One of the vulnerabilities of typical DHTs, in particular the bittorrent DHT, is the fact that participants can choose their own node ID.
This enables an attacker to deliberately place themselves at a locaton in the DHT where they know they will be responsible for storing some specific data. At that point, there are a few naughty things that can be done, for example:
One thing to do to mitigate this (there are many ways) is to force nodes in the DHT to only pick from a small set of node IDs, specifically available to them. One simple way to implement this scheme is to tie the node ID one has to choose to ones IP address. The assumption is that IP addresses are hard to change and a somewhat limited resource.

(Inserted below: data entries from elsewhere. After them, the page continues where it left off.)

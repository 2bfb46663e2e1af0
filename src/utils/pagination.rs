//! Offset pagination derived from untrusted `page` / `limit` inputs.

pub const DEFAULT_PAGE: i64 = 1;
pub const DEFAULT_LIMIT: i64 = 10;

/// A resolved page window, always with `page >= 1` and `limit >= 1`.
#[derive(Debug, Clone, Copy, PartialEq, Eq)]
pub struct PageRequest {
    pub page: i64,
    pub limit: i64,
}

impl PageRequest {
    /// Resolves raw query values. Anything missing, non-numeric or not
    /// strictly positive falls back to the default for that field.
    pub fn resolve(page: Option<&str>, limit: Option<&str>) -> Self {
        Self {
            page: positive_or(page, DEFAULT_PAGE),
            limit: positive_or(limit, DEFAULT_LIMIT),
        }
    }

    /// Rows to skip: `(page - 1) * limit`, saturating instead of overflowing.
    pub fn offset(&self) -> i64 {
        (self.page - 1).saturating_mul(self.limit)
    }

    pub fn limit(&self) -> i64 {
        self.limit
    }
}

impl Default for PageRequest {
    fn default() -> Self {
        Self {
            page: DEFAULT_PAGE,
            limit: DEFAULT_LIMIT,
        }
    }
}

fn positive_or(raw: Option<&str>, default: i64) -> i64 {
    raw.and_then(|value| value.trim().parse::<i64>().ok())
        .filter(|value| *value > 0)
        .unwrap_or(default)
}

#[cfg(test)]
mod tests {
    use super::*;
    use proptest::prelude::*;

    #[test]
    fn test_first_page_has_zero_offset() {
        let page = PageRequest::resolve(Some("1"), Some("10"));
        assert_eq!(page.offset(), 0);
        assert_eq!(page.limit(), 10);
    }

    #[test]
    fn test_absent_values_use_defaults() {
        assert_eq!(PageRequest::resolve(None, None), PageRequest::default());
    }

    #[test]
    fn test_non_numeric_values_use_defaults() {
        let page = PageRequest::resolve(Some("two"), Some("ten"));
        assert_eq!(page, PageRequest { page: 1, limit: 10 });
    }

    #[test]
    fn test_non_positive_values_use_defaults() {
        assert_eq!(
            PageRequest::resolve(Some("0"), Some("-5")),
            PageRequest { page: 1, limit: 10 }
        );
        assert_eq!(
            PageRequest::resolve(Some("-1"), Some("3")),
            PageRequest { page: 1, limit: 3 }
        );
    }

    #[test]
    fn test_huge_page_saturates() {
        let page = PageRequest::resolve(Some(&i64::MAX.to_string()), Some("100"));
        assert_eq!(page.offset(), i64::MAX);
    }

    proptest! {
        #![proptest_config(ProptestConfig::with_cases(200))]

        #[test]
        fn prop_offset_is_page_minus_one_times_limit(page in 1i64..100_000, limit in 1i64..10_000) {
            let request = PageRequest::resolve(Some(&page.to_string()), Some(&limit.to_string()));
            prop_assert_eq!(request.page, page);
            prop_assert_eq!(request.limit, limit);
            prop_assert_eq!(request.offset(), (page - 1) * limit);
        }

        #[test]
        fn prop_garbage_never_yields_non_positive_window(page in ".*", limit in ".*") {
            let request = PageRequest::resolve(Some(&page), Some(&limit));
            prop_assert!(request.page >= 1);
            prop_assert!(request.limit >= 1);
            prop_assert!(request.offset() >= 0);
        }
    }
}
//! Generic list/get/create/update/delete orchestration.

use std::future::Future;
use std::time::Duration;

use crate::error::{AppError, AppResult};
use crate::models::{Resource, Updated};
use crate::repositories::DynRepository;
use crate::utils::PageRequest;

/// Current UTC wall-clock time, the value stored in `created_at`/`updated_at`.
pub fn utc_now() -> jiff::civil::DateTime {
    jiff::Timestamp::now()
        .to_zoned(jiff::tz::TimeZone::UTC)
        .datetime()
}

pub struct ResourceService<R: Resource> {
    repo: DynRepository<R>,
    query_timeout: Duration,
}

impl<R: Resource> Clone for ResourceService<R> {
    fn clone(&self) -> Self {
        Self {
            repo: self.repo.clone(),
            query_timeout: self.query_timeout,
        }
    }
}

impl<R: Resource> ResourceService<R> {
    pub fn new(repo: DynRepository<R>, query_timeout: Duration) -> Self {
        Self {
            repo,
            query_timeout,
        }
    }

    /// Runs one store call, failing with a database error once
    /// `query_timeout` has passed.
    async fn bounded<T>(
        &self,
        operation: &str,
        call: impl Future<Output = AppResult<T>>,
    ) -> AppResult<T> {
        match tokio::time::timeout(self.query_timeout, call).await {
            Ok(result) => result,
            Err(elapsed) => Err(AppError::Database {
                operation: format!("{} {}", operation, R::ENTITY),
                source: anyhow::Error::from(elapsed),
            }),
        }
    }

    pub async fn list(&self, page: PageRequest) -> AppResult<Vec<R::Listing>> {
        self.bounded("list", self.repo.list(page)).await
    }

    /// Gets one record, or `NotFound`.
    pub async fn get(&self, id: i32) -> AppResult<R::Record> {
        self.bounded("find", self.repo.find_by_id(id))
            .await?
            .ok_or_else(|| AppError::not_found_by_id(R::ENTITY, id))
    }

    /// Inserts and returns the row as the store now holds it.
    ///
    /// The row may exist even when this fails with `PostWriteVerification`.
    pub async fn create(&self, input: R::Input) -> AppResult<R::Record> {
        let id = self
            .bounded("insert", self.repo.insert(&input, utc_now()))
            .await?;

        let reread = self.bounded("re-read", self.repo.find_by_id(id)).await;
        match reread {
            Ok(Some(record)) => {
                tracing::debug!(entity = R::ENTITY, id, "Created");
                Ok(record)
            }
            Ok(None) => Err(AppError::PostWriteVerification {
                entity: R::ENTITY.to_string(),
                id,
                source: anyhow::anyhow!("row disappeared before it could be read back"),
            }),
            Err(error) => Err(AppError::PostWriteVerification {
                entity: R::ENTITY.to_string(),
                id,
                source: anyhow::Error::from(error),
            }),
        }
    }

    /// Overwrites an existing record and echoes the submitted fields.
    ///
    /// A missing id is reported before any write is attempted.
    pub async fn update(&self, id: i32, input: R::Input) -> AppResult<Updated<R::Input>> {
        self.get(id).await?;

        let affected = self
            .bounded("update", self.repo.overwrite(id, &input, utc_now()))
            .await?;
        if affected == 0 {
            // Deleted between the existence check and the write.
            return Err(AppError::not_found_by_id(R::ENTITY, id));
        }

        Ok(Updated { id, fields: input })
    }

    pub async fn delete(&self, id: i32) -> AppResult<()> {
        let affected = self.bounded("delete", self.repo.delete(id)).await?;
        if affected == 0 {
            return Err(AppError::not_found_by_id(R::ENTITY, id));
        }
        Ok(())
    }
}
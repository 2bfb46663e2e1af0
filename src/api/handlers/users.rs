//! User request handlers.
//!
//! Passwords are accepted on create and update but never returned.

use axum::{
    Json,
    extract::{Query, State},
    http::StatusCode,
    routing::put,
};
use utoipa_axum::router::OpenApiRouter;
use utoipa_axum::routes;

use super::missing_identifier;
use crate::api::doc::USER_TAG;
use crate::api::dto::{ErrorResponse, PaginationParams};
use crate::error::AppResult;
use crate::models::{Updated, User, UserInput};
use crate::state::AppState;
use crate::utils::{IdPath, ValidatedJson};

pub fn user_routes() -> OpenApiRouter<AppState> {
    OpenApiRouter::new()
        .routes(routes!(list_users, create_user))
        .routes(routes!(get_user, update_user, delete_user))
        .route("/", put(missing_identifier).delete(missing_identifier))
}

#[utoipa::path(
    get,
    path = "/",
    tag = USER_TAG,
    params(PaginationParams),
    responses(
        (status = 200, description = "Page of users", body = Vec<User>)
    )
)]
async fn list_users(
    State(state): State<AppState>,
    Query(params): Query<PaginationParams>,
) -> AppResult<Json<Vec<User>>> {
    let users = state.services.users.list(params.resolve()).await?;
    Ok(Json(users))
}

#[utoipa::path(
    get,
    path = "/{id}",
    tag = USER_TAG,
    params(("id" = i32, Path, description = "User ID")),
    responses(
        (status = 200, description = "User found", body = User),
        (status = 400, description = "Invalid id", body = ErrorResponse),
        (status = 404, description = "User not found")
    )
)]
async fn get_user(State(state): State<AppState>, IdPath(id): IdPath) -> AppResult<Json<User>> {
    let user = state.services.users.get(id).await?;
    Ok(Json(user))
}

#[utoipa::path(
    post,
    path = "/",
    tag = USER_TAG,
    request_body = UserInput,
    responses(
        (status = 201, description = "User created", body = User),
        (status = 400, description = "Invalid request", body = ErrorResponse)
    )
)]
async fn create_user(
    State(state): State<AppState>,
    ValidatedJson(payload): ValidatedJson<UserInput>,
) -> AppResult<(StatusCode, Json<User>)> {
    let user = state.services.users.create(payload).await?;
    Ok((StatusCode::CREATED, Json(user)))
}

#[utoipa::path(
    put,
    path = "/{id}",
    tag = USER_TAG,
    params(("id" = i32, Path, description = "User ID")),
    request_body = UserInput,
    responses(
        (status = 200, description = "Submitted fields (without password) with the user id", body = UserInput),
        (status = 400, description = "Invalid request", body = ErrorResponse),
        (status = 404, description = "User not found")
    )
)]
async fn update_user(
    State(state): State<AppState>,
    IdPath(id): IdPath,
    ValidatedJson(payload): ValidatedJson<UserInput>,
) -> AppResult<Json<Updated<UserInput>>> {
    let updated = state.services.users.update(id, payload).await?;
    Ok(Json(updated))
}

#[utoipa::path(
    delete,
    path = "/{id}",
    tag = USER_TAG,
    params(("id" = i32, Path, description = "User ID")),
    responses(
        (status = 204, description = "User deleted"),
        (status = 404, description = "User not found")
    )
)]
async fn delete_user(State(state): State<AppState>, IdPath(id): IdPath) -> AppResult<StatusCode> {
    state.services.users.delete(id).await?;
    Ok(StatusCode::NO_CONTENT)
}
use crate::error::{AppError, ConstraintParser, ForeignKeyViolation};
use diesel::result::{DatabaseErrorInformation, DatabaseErrorKind, Error as DieselError};

/// Converts Diesel errors into `AppError` variants.
///
/// Constraint violations the client caused become 4xx variants; everything
/// else becomes `AppError::Database` tagged with the failed operation.
pub struct DatabaseErrorConverter;

impl DatabaseErrorConverter {
    pub fn convert_diesel_error(error: DieselError, operation: &str) -> AppError {
        match error {
            DieselError::DatabaseError(kind, info) => {
                Self::convert_database_error(kind, info.as_ref(), operation)
            }
            DieselError::NotFound => AppError::NotFound {
                entity: "resource".to_string(),
                field: "id".to_string(),
                value: "unknown".to_string(),
            },
            other => AppError::Database {
                operation: operation.to_string(),
                source: anyhow::Error::from(other),
            },
        }
    }

    fn convert_database_error(
        kind: DatabaseErrorKind,
        info: &(dyn DatabaseErrorInformation + Send + Sync),
        operation: &str,
    ) -> AppError {
        // PostgreSQL reports the offending key in DETAIL, separate from the message.
        let message = match info.details() {
            Some(details) => format!("{}\nDETAIL: {}", info.message(), details),
            None => info.message().to_string(),
        };
        let constraint_name = info.constraint_name();

        let parsed = match kind {
            DatabaseErrorKind::ForeignKeyViolation => {
                ConstraintParser::parse_foreign_key_violation(&message, constraint_name).map(
                    |violation| match violation {
                        ForeignKeyViolation::StillReferenced {
                            table,
                            referenced_by,
                        } => AppError::Conflict {
                            message: match referenced_by {
                                Some(child) => {
                                    format!("{} row is still referenced by {}", table, child)
                                }
                                None => format!("{} row is still referenced", table),
                            },
                        },
                        ForeignKeyViolation::MissingReference { field, value, .. } => {
                            AppError::Validation {
                                field,
                                reason: format!("Invalid reference with value '{}'", value),
                            }
                        }
                    },
                )
            }
            DatabaseErrorKind::NotNullViolation => {
                ConstraintParser::parse_not_null_violation(&message).map(|field| {
                    AppError::Validation {
                        field,
                        reason: "Field is required".to_string(),
                    }
                })
            }
            DatabaseErrorKind::UniqueViolation => {
                ConstraintParser::parse_unique_violation(&message, constraint_name).map(
                    |(field, value)| AppError::Conflict {
                        message: format!("{} '{}' already exists", field, value),
                    },
                )
            }
            DatabaseErrorKind::CheckViolation => constraint_name
                .and_then(ConstraintParser::parse_constraint_name)
                .map(|(_, field)| AppError::Validation {
                    field,
                    reason: "Check constraint failed".to_string(),
                }),
            _ => None,
        };

        parsed.unwrap_or_else(|| AppError::Database {
            operation: operation.to_string(),
            source: anyhow::Error::msg(format!("{:?}: {}", kind, message)),
        })
    }
}
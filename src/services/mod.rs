//! Service layer.
//!
//! All three resources share one generic implementation,
//! [`ResourceService`]; `Services` just instantiates it per resource.

mod resource_service;

pub use resource_service::{ResourceService, utc_now};

use std::time::Duration;

use crate::models::{CategoryResource, ProductResource, UserResource};
use crate::repositories::Repositories;

pub type CategoryService = ResourceService<CategoryResource>;
pub type UserService = ResourceService<UserResource>;
pub type ProductService = ResourceService<ProductResource>;

/// Aggregates all services for convenient access.
#[derive(Clone)]
pub struct Services {
    pub categories: CategoryService,
    pub users: UserService,
    pub products: ProductService,
}

impl Services {
    /// Creates the services, bounding every store call by `query_timeout`.
    pub fn new(repos: Repositories, query_timeout: Duration) -> Self {
        Self {
            categories: ResourceService::new(repos.categories, query_timeout),
            users: ResourceService::new(repos.users, query_timeout),
            products: ResourceService::new(repos.products, query_timeout),
        }
    }
}
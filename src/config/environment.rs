//! Environment configuration for the application

use std::collections::HashMap;
use std::str::FromStr;

use serde::{Deserialize, Serialize};

use crate::config::error::ConfigError;

/// Application environment
#[derive(Debug, Clone, Copy, Default, PartialEq, Eq, Serialize, Deserialize)]
#[serde(rename_all = "lowercase")]
pub enum Environment {
    /// Development environment
    #[default]
    Development,
    /// Test environment
    Test,
    /// Staging environment
    Staging,
    /// Production environment
    Production,
}

impl Environment {
    /// Environment variable name for reading the current environment
    pub const ENV_VAR: &'static str = "SHOP_APP_ENV";

    /// Reads `SHOP_APP_ENV` from the given variables.
    ///
    /// Returns `Development` if the variable is not set or cannot be parsed.
    pub fn from_vars(vars: &HashMap<String, String>) -> Self {
        vars.get(Self::ENV_VAR)
            .and_then(|s| s.parse().ok())
            .unwrap_or_default()
    }

    /// Convert the environment to a string slice
    pub fn as_str(&self) -> &'static str {
        match self {
            Environment::Development => "development",
            Environment::Test => "test",
            Environment::Staging => "staging",
            Environment::Production => "production",
        }
    }
}

impl FromStr for Environment {
    type Err = ConfigError;

    fn from_str(s: &str) -> Result<Self, Self::Err> {
        match s.to_lowercase().as_str() {
            "development" | "dev" => Ok(Environment::Development),
            "test" => Ok(Environment::Test),
            "staging" | "stage" => Ok(Environment::Staging),
            "production" | "prod" => Ok(Environment::Production),
            _ => Err(ConfigError::InvalidEnvVar {
                var: Self::ENV_VAR,
                value: s.to_string(),
                message: "expected development, test, staging or production".to_string(),
            }),
        }
    }
}

impl std::fmt::Display for Environment {
    fn fmt(&self, f: &mut std::fmt::Formatter<'_>) -> std::fmt::Result {
        write!(f, "{}", self.as_str())
    }
}
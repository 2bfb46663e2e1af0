//! Error response DTOs.

use serde::Serialize;
use serde_json::Value;
use utoipa::ToSchema;

/// Body of a 400 or 409 response.
///
/// Not-found and server errors are answered with an empty body instead.
#[derive(Debug, Serialize, ToSchema)]
pub struct ErrorResponse {
    #[schema(example = "VALIDATION_ERROR")]
    pub code: String,
    pub message: String,
    #[serde(skip_serializing_if = "Option::is_none")]
    #[schema(value_type = Object)]
    pub details: Option<Value>,
    #[serde(skip_serializing_if = "Option::is_none")]
    pub request_id: Option<String>,
}

impl ErrorResponse {
    pub fn new(code: &str, message: &str) -> Self {
        Self {
            code: code.to_string(),
            message: message.to_string(),
            details: None,
            request_id: None,
        }
    }

    pub fn with_details(mut self, details: Value) -> Self {
        self.details = Some(details);
        self
    }

    /// Adds request ID to the error response for correlation.
    pub fn with_request_id(mut self, request_id: Option<String>) -> Self {
        self.request_id = request_id;
        self
    }
}
//! Errors raised while loading or checking shop-rs settings.

use std::path::PathBuf;

use thiserror::Error;

#[derive(Debug, Error)]
pub enum ConfigError {
    /// `default.toml` (layered mode) or the `--config` / `SHOP_CONFIG_FILE`
    /// file does not exist.
    #[error("Required configuration file not found: {}", path.display())]
    MissingFile { path: PathBuf },

    /// The merged sources do not deserialize into `Settings`.
    #[error("Settings do not match the expected shape: {0}")]
    Deserialize(#[source] config::ConfigError),

    /// A loaded value failed validation; `field` is the dotted settings key.
    #[error("Invalid setting {field}: {message}")]
    ValidationError { field: String, message: String },

    /// `SHOP_APP_ENV` or the legacy `PORT` holds an unusable value.
    #[error("Invalid value '{value}' for {var}: {message}")]
    InvalidEnvVar {
        var: &'static str,
        value: String,
        message: String,
    },

    #[error(
        "SHOP_CONFIG_DIR and SHOP_CONFIG_FILE cannot both be set; \
         use the directory for layered files or the file for a single one"
    )]
    ConflictingSources,

    /// Reading or merging the sources failed inside the `config` crate.
    #[error(transparent)]
    Source(#[from] config::ConfigError),
}

impl ConfigError {
    pub fn validation<S: Into<String>>(field: S, message: S) -> Self {
        ConfigError::ValidationError {
            field: field.into(),
            message: message.into(),
        }
    }

    /// Dotted settings key or variable the error is about, if any.
    pub fn key(&self) -> Option<&str> {
        match self {
            ConfigError::ValidationError { field, .. } => Some(field),
            ConfigError::InvalidEnvVar { var, .. } => Some(var),
            _ => None,
        }
    }
}
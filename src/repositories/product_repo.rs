//! Product repository for async database operations.
//!
//! The list query left-joins `categories` so products without a resolvable
//! category are still returned, with the category columns set to `NULL`.

use async_trait::async_trait;
use diesel::prelude::*;
use diesel_async::RunQueryDsl;
use jiff_diesel::ToDiesel;

use super::CrudRepository;
use crate::db::AsyncDbPool;
use crate::error::{AppResult, DatabaseErrorConverter};
use crate::models::{
    NewProduct, Product, ProductInput, ProductResource, ProductRow, ProductWithCategory,
};
use crate::schema::{categories, products};
use crate::utils::PageRequest;

#[derive(Clone)]
pub struct ProductRepository {
    pool: AsyncDbPool,
}

impl ProductRepository {
    pub fn new(pool: AsyncDbPool) -> Self {
        Self { pool }
    }
}

fn new_product(input: &ProductInput, now: jiff::civil::DateTime) -> NewProduct<'_> {
    NewProduct {
        name: &input.name,
        description: &input.description,
        price: input.price,
        stock_quantity: input.stock_quantity,
        category_id: input.category_id,
        created_at: now.to_diesel(),
        updated_at: now.to_diesel(),
    }
}

#[async_trait]
impl CrudRepository<ProductResource> for ProductRepository {
    async fn list(&self, page: PageRequest) -> AppResult<Vec<ProductWithCategory>> {
        let mut conn = self.pool.get().await?;

        products::table
            .left_join(categories::table)
            .select((
                products::id,
                products::name,
                products::description,
                products::price,
                products::stock_quantity,
                products::category_id,
                categories::id.nullable(),
                categories::name.nullable(),
                categories::description.nullable(),
            ))
            .order(products::id.asc())
            .limit(page.limit())
            .offset(page.offset())
            .load::<ProductWithCategory>(&mut conn)
            .await
            .map_err(|e| DatabaseErrorConverter::convert_diesel_error(e, "list products"))
    }

    async fn find_by_id(&self, id: i32) -> AppResult<Option<Product>> {
        let mut conn = self.pool.get().await?;

        let row = products::table
            .filter(products::id.eq(id))
            .select(ProductRow::as_select())
            .first(&mut conn)
            .await
            .optional()
            .map_err(|e| DatabaseErrorConverter::convert_diesel_error(e, "find product"))?;

        Ok(row.map(Product::from))
    }

    async fn insert(&self, input: &ProductInput, now: jiff::civil::DateTime) -> AppResult<i32> {
        let mut conn = self.pool.get().await?;

        diesel::insert_into(products::table)
            .values(&new_product(input, now))
            .returning(products::id)
            .get_result(&mut conn)
            .await
            .map_err(|e| DatabaseErrorConverter::convert_diesel_error(e, "insert product"))
    }

    async fn overwrite(
        &self,
        id: i32,
        input: &ProductInput,
        now: jiff::civil::DateTime,
    ) -> AppResult<usize> {
        let mut conn = self.pool.get().await?;

        diesel::update(products::table.filter(products::id.eq(id)))
            .set(&new_product(input, now))
            .execute(&mut conn)
            .await
            .map_err(|e| DatabaseErrorConverter::convert_diesel_error(e, "update product"))
    }

    async fn delete(&self, id: i32) -> AppResult<usize> {
        let mut conn = self.pool.get().await?;

        diesel::delete(products::table.filter(products::id.eq(id)))
            .execute(&mut conn)
            .await
            .map_err(|e| DatabaseErrorConverter::convert_diesel_error(e, "delete product"))
    }
}
//! `IntoResponse` for `AppError`.
//!
//! Status mapping:
//! - NotFound → 404, empty body
//! - BadRequest, Validation, ValidationErrors → 400, JSON body
//! - Conflict → 409, JSON body
//! - Database, ConnectionPool, PostWriteVerification, Configuration,
//!   Internal → 500, empty body
//!
//! Server-side causes are logged here and never leave the process.

use axum::{
    Json,
    http::StatusCode,
    response::{IntoResponse, Response},
};
use serde_json::json;

use super::RequestId;
use crate::api::dto::ErrorResponse;
use crate::error::AppError;

impl IntoResponse for AppError {
    fn into_response(self) -> Response {
        let request_id = RequestId::current();

        let (status, body) = match &self {
            AppError::NotFound {
                entity,
                field,
                value,
            } => {
                tracing::debug!(%entity, %field, %value, "Resource not found");
                return StatusCode::NOT_FOUND.into_response();
            }
            AppError::BadRequest { message } => (
                StatusCode::BAD_REQUEST,
                ErrorResponse::new("BAD_REQUEST", message),
            ),
            AppError::Validation { field, reason } => (
                StatusCode::BAD_REQUEST,
                ErrorResponse::new("VALIDATION_ERROR", reason)
                    .with_details(json!({ "field": field })),
            ),
            AppError::ValidationErrors { errors } => (
                StatusCode::BAD_REQUEST,
                ErrorResponse::new("VALIDATION_ERROR", "Request validation failed")
                    .with_details(json!({ "errors": errors })),
            ),
            AppError::Conflict { message } => (
                StatusCode::CONFLICT,
                ErrorResponse::new("CONFLICT", message),
            ),
            AppError::Database { .. }
            | AppError::ConnectionPool { .. }
            | AppError::PostWriteVerification { .. }
            | AppError::Configuration { .. }
            | AppError::Internal { .. } => {
                tracing::error!(
                    request_id = request_id.as_deref().unwrap_or("unknown"),
                    error = ?self,
                    "Request failed"
                );
                return StatusCode::INTERNAL_SERVER_ERROR.into_response();
            }
        };

        (status, Json(body.with_request_id(request_id))).into_response()
    }
}
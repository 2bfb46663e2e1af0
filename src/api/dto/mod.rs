//! Data Transfer Objects for API requests and responses.
//!
//! Resource bodies are the model types themselves; this module only holds
//! the shapes that are specific to the HTTP surface.

mod error;
mod health;
mod pagination;

pub use error::ErrorResponse;
pub use health::{ComponentHealth, HealthResponse, HealthStatus};
pub use pagination::PaginationParams;
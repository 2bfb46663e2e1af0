//! Configuration merger for CLI arguments and config files
//!
//! CLI arguments override values from configuration files and the
//! environment.

use super::parser::{Cli, Commands};
use crate::config::error::ConfigError;
use crate::config::{ConfigLoader, Settings};

pub struct ConfigurationMerger {
    base_config: Settings,
}

impl ConfigurationMerger {
    pub fn new(base_config: Settings) -> Self {
        Self { base_config }
    }

    /// Loads the base configuration, honouring `--config` and `--env`.
    ///
    /// # Errors
    /// Returns ConfigError if configuration loading or validation fails
    pub fn from_cli(cli: &Cli) -> Result<Self, ConfigError> {
        Self::from_loader(ConfigLoader::new()?, cli)
    }

    fn from_loader(mut loader: ConfigLoader, cli: &Cli) -> Result<Self, ConfigError> {
        if let Some(path) = cli.config.as_ref() {
            loader = loader.with_config_file(path);
        }
        if let Some(env) = cli.env {
            loader = loader.with_environment(env.into());
        }
        Ok(Self::new(loader.load()?))
    }

    /// Applies global flags, then command-specific overrides, then
    /// validates the result.
    pub fn merge_cli_args(&self, cli: &Cli) -> Result<Settings, ConfigError> {
        let mut config = self.base_config.clone();

        if cli.verbose {
            config.logger.level = "debug".to_string();
        } else if cli.quiet {
            config.logger.level = "error".to_string();
        }

        if let Some(ref command) = cli.command {
            Self::apply_command_overrides(&mut config, command);
        }

        config.validate()?;

        Ok(config)
    }

    fn apply_command_overrides(config: &mut Settings, command: &Commands) {
        match command {
            Commands::Serve {
                host,
                port,
                log_level,
                dry_run: _,
            } => {
                if let Some(host_addr) = host {
                    config.server.host = host_addr.clone();
                }
                if let Some(port_num) = port {
                    config.server.port = *port_num;
                }
                // Takes precedence over --verbose/--quiet
                if let Some(level) = log_level {
                    config.logger.level = level.as_str().to_string();
                }
            }
        }
    }

    pub fn config(&self) -> &Settings {
        &self.base_config
    }
}
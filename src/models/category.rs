use diesel::prelude::*;
use jiff_diesel::DateTime;
use serde::{Deserialize, Serialize};
use utoipa::ToSchema;
use validator::Validate;

use super::Resource;

/// Category row as stored.
#[derive(Debug, Queryable, Selectable, Clone)]
#[diesel(table_name = crate::schema::categories)]
#[diesel(check_for_backend(diesel::pg::Pg))]
pub struct CategoryRow {
    pub id: i32,
    pub name: String,
    pub description: String,
    pub created_at: DateTime,
    pub updated_at: DateTime,
}

/// Category as served over HTTP.
#[derive(Debug, Clone, PartialEq, Serialize, Deserialize, ToSchema)]
pub struct Category {
    #[schema(example = 1)]
    pub id: i32,
    #[schema(example = "Tools")]
    pub name: String,
    pub description: String,
    #[schema(value_type = String, format = DateTime)]
    pub created_at: jiff::civil::DateTime,
    #[schema(value_type = String, format = DateTime)]
    pub updated_at: jiff::civil::DateTime,
}

impl From<CategoryRow> for Category {
    fn from(row: CategoryRow) -> Self {
        Self {
            id: row.id,
            name: row.name,
            description: row.description,
            created_at: row.created_at.to_jiff(),
            updated_at: row.updated_at.to_jiff(),
        }
    }
}

/// Request body for creating or overwriting a category.
#[derive(Debug, Clone, PartialEq, Serialize, Deserialize, ToSchema, Validate)]
pub struct CategoryInput {
    #[schema(example = "Tools")]
    pub name: String,
    #[schema(example = "Hand and power tools")]
    pub description: String,
}

/// Insert/overwrite payload. `updated_at` always moves, `created_at` only on insert.
#[derive(Debug, Insertable, AsChangeset)]
#[diesel(table_name = crate::schema::categories)]
pub struct NewCategory<'a> {
    pub name: &'a str,
    pub description: &'a str,
    #[diesel(skip_update)]
    pub created_at: DateTime,
    pub updated_at: DateTime,
}

pub struct CategoryResource;

impl Resource for CategoryResource {
    const ENTITY: &'static str = "category";
    type Record = Category;
    type Listing = Category;
    type Input = CategoryInput;
}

An attacker can be assumed to not have control of all IP addresses.
One naive implementation of such scheme would be to require all nodes to pick the SHA1 hash of their own external IP as their node ID. In order to deal with multiple nodes behind the same external IP, behinde a NAT, one can throw in a small random component.
So, let’s revise it to be the SHA1(IP + r), where r is a random number in the range [0, 7].
Now people behind a NAT can have unique IDs, and attackers are limited to choosing between 8 * IPs node IDs (where IPs is the number of IP addresses the attacker controls).
This turns out to not quite be strict enough. An attacker could conceivably control a /16 IP block. In such case, the attacker could choose from 65535 * 8 = 524280 node IDs. That’s roughly half a million. Given that the current bittorrent DHT has somwhere between 4 nad 8 million nodes, you could quite likely have at least one node that definitely would fall within the 8 closest nodes (the DHT stores data on 8 nodes close to the key of the data, to gain redunancy).
In order to further restrict the number of node IDs one can pick from large IP blocks, one can apply a mask to the IP, where high order (more significant) octets have more bits masked out. This way, the smaller IP blocks have more overlap in their available node IDs, and the total number of IDs available as your IP block grows, grows slower than the number of IPs you gain access to.
This is scheme is described in more details here.
This may seem like a fairly robust plan. However, there are some issues. In order to understand them, we first need to understand the basics of how the DHT routing works.
routing
The properties of DHTs, in this case kademlia, relies on node IDs being completely evenly distributed across the node ID space. If any restrictions are to be put in place, it’s crucial that the node IDs are still evenly distributed.
Routing in kademlia could be described (somewhat simplified) as matching one bit at a time, starting at the most significant bit. Matching each bit takes (on average) one hop, or one lookup-request. This means that overall, you halve the distance to your target for every hop.
In order to preserve this O(log n) lookup complexity property, it’s important that bits be evenly distributed in node IDs. The more significant (lower bit number) the more important it is that all possible bit combinations exists in the node ID prefixes.
By complete bit prefix, I refer to a number of bits in a prefix to a set of IDs, where every
combination of bits is present, within that prefix.
For example, given the following integers:
0010001001 1100010010 1001101001 0110001010
The largest complete bit prefix is 2 bits. Within the first 2 bits, 00, 01, 10 and 11 are represented among the integers. Considering the first 3 bits, there are not 2^3 unique prefixes, so that prefix is not complete.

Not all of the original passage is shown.